In a hex.pm project,user.ex file, the get function uses the ^ before the username_or_email variable. Why?

In addition, is fragment part of Etco?

  def get(username_or_email, preload \\ []) do
    from(
      u in Hexpm.Accounts.User,
      where:
        u.username == ^username_or_email or
          ^username_or_email in fragment(
            "SELECT emails.email FROM emails WHERE emails.user_id = ? and emails.verified",
            u.id
          ),
      preload: ^preload
    )
  end

CodePudding user response:

The ^ is called the pin operator and it is used in situations where a variable already has a value, and instead of re-binding the variable (i.e. overwriting it), you want the variable to keep the value it already has. This happens inside pattern matches, e.g.

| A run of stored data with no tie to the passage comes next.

//! The interactive dialogue: four prompts in fixed order, then the summary.

use crate::deposit::DepositRecord;
use crate::error::Result;
use crate::input::InputReader;
use log::info;
use std::io::{BufRead, Write};

pub const BANK_NAME_PROMPT: &str = "Введите название банка : ";
pub const DEPOSIT_AMOUNT_PROMPT: &str = "Введите количество вкладов : ";
pub const DEPOSIT_SIZE_PROMPT: &str = "Введите размер депозита : ";
pub const BANK_RATE_PROMPT: &str = "Введите размер процентной ставки : ";

/// Shown after every rejected answer.
pub const RETRY_MESSAGE: &str = "Введите корректное значение : ";

pub const BANK_NAME_LABEL: &str = "bank name";
pub const TOTAL_PAYMENT_LABEL: &str = "Размер общей выплаты по процентам:";

pub const MIN_DEPOSIT_AMOUNT: i64 = 1;
pub const MIN_DEPOSIT_SIZE: i64 = 1;
pub const MIN_BANK_RATE: i64 = 1;
pub const MAX_BANK_RATE: i64 = 1000;

/// Reads the bank name, deposit amount, deposit size and bank rate, in that order.
pub fn collect_deposit<R: BufRead, W: Write>(
    reader: &mut InputReader<R, W>,
) -> Result<DepositRecord> {
    let mut record = DepositRecord::new();

    record.set_bank_name(reader.read_string(BANK_NAME_PROMPT, RETRY_MESSAGE)?);
    record.set_deposit_amount(reader.read_int(
        DEPOSIT_AMOUNT_PROMPT,
        RETRY_MESSAGE,
        MIN_DEPOSIT_AMOUNT,
        i64::MAX,
    )?);
    record.set_deposit_size(reader.read_int(
        DEPOSIT_SIZE_PROMPT,
        RETRY_MESSAGE,
        MIN_DEPOSIT_SIZE,
        i64::MAX,
    )?);
    record.set_bank_rate(reader.read_int(
        BANK_RATE_PROMPT,
        RETRY_MESSAGE,
        MIN_BANK_RATE,
        MAX_BANK_RATE,
    )?);

    info!(
        "Collected deposit: bank={:?} amount={} size={} rate={}%",
        record.bank_name(),
        record.deposit_amount(),
        record.deposit_size(),
        record.bank_rate()
    );
    Ok(record)
}

/// Renders a payment the way floating-point amounts are shown to the user:
/// always with a fractional part, e.g. `1000.0` or `12.5`.
pub fn format_payment(value: f64) -> String {
    format!("{:?}", value)
}

/// Writes a blank line followed by the bank name and total payment lines.
pub fn write_summary<W: Write>(mut writer: W, record: &DepositRecord) -> Result<()> {
    writeln!(writer)?;
    writeln!(writer, "{} {}", BANK_NAME_LABEL, record.bank_name())?;
    writeln!(
        writer,
        "{} {}",
        TOTAL_PAYMENT_LABEL,
        format_payment(record.total_payment())
    )?;
    writer.flush()?;
    Ok(())
}

/// Runs the whole dialogue over the given input and output.
///
/// Returns the populated record after its summary has been written.
pub fn run<R: BufRead, W: Write>(input: R, output: W) -> Result<DepositRecord> {
    let mut reader = InputReader::new(input, output);
    let record = collect_deposit(&mut reader)?;
    write_summary(reader.output(), &record)?;
    Ok(record)
}
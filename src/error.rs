//! Error types for the deposit calculator.

use std::num::ParseIntError;
use thiserror::Error;

/// Result type alias for session operations
pub type Result<T> = std::result::Result<T, DepositError>;

/// Errors that abort an input session.
#[derive(Error, Debug)]
pub enum DepositError {
    /// Failed to read from input or write to output
    #[error("I/O error: {0}")]
    Io(#[from] std::io::Error),

    /// Input stream closed before a valid answer arrived
    #[error("Input ended before a valid value was entered for \"{prompt}\"")]
    EndOfInput { prompt: String },
}

/// A rejected answer.
///
/// The input reader recovers from these by printing the error message and
/// asking again, so they never reach the caller of `read_int`/`read_string`.
#[derive(Error, Debug, Clone, PartialEq, Eq)]
pub enum InvalidInput {
    /// Not a base-10 integer (or does not fit in `i64`)
    #[error("not an integer: {0}")]
    NotAnInteger(#[from] ParseIntError),

    /// Integer outside the inclusive bounds
    #[error("{value} is outside [{min}, {max}]")]
    OutOfRange { value: i64, min: i64, max: i64 },

    /// Nothing left after trimming whitespace
    #[error("empty answer")]
    Empty,
}
//! # Bank Deposit
//!
//! Interactive calculator for the total interest paid on a set of bank deposits.
//!
//! The user is asked for a bank name, the number of deposits, the size of one
//! deposit and the interest rate in percent. Each answer is validated and the
//! question repeats until a valid value is entered. The result is
//! `amount * (size * rate / 100)`.
//!
//! ## Example
//!
//! ```
//! use std::io::Cursor;
//!
//! let mut output = Vec::new();
//! let input = Cursor::new("MyBank\n5\n2000\n10\n");
//! let record = bank_deposit::session::run(input, &mut output).unwrap();
//!
//! assert_eq!(record.total_payment(), 1000.0);
//! assert!(String::from_utf8(output).unwrap().contains("bank name MyBank"));
//! ```

pub mod deposit;
pub mod error;
pub mod input;
pub mod session;

pub use deposit::DepositRecord;
pub use error::{DepositError, InvalidInput, Result};
pub use input::InputReader;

# binds the value (5) to the variable x
iex> x = 5
5

# If we pin the value of x, the following statement is
# equivalent to `5 = 6`
iex> ^x = 6
** (MatchError) no match of right hand side value: 6

However, the "pins" in Ecto queries have nothing to do with pins in Elixir (see Aleksei's comment): it's just a mnemonic because we want to "pin" a value into the rendered query instead of re-binding a value to the variable. Aleksei has highlighted this in the source code. The takeaway is that when you're dealing with Ecto queries, you need to pin your values.

And yes, Ecto.Query provides a fragment/1 function to help pass SQL fragments directly to the database. It's something like running raw text as a SQL query, but instead of the entire query, fragment/1 lets you generate just fragments of the query.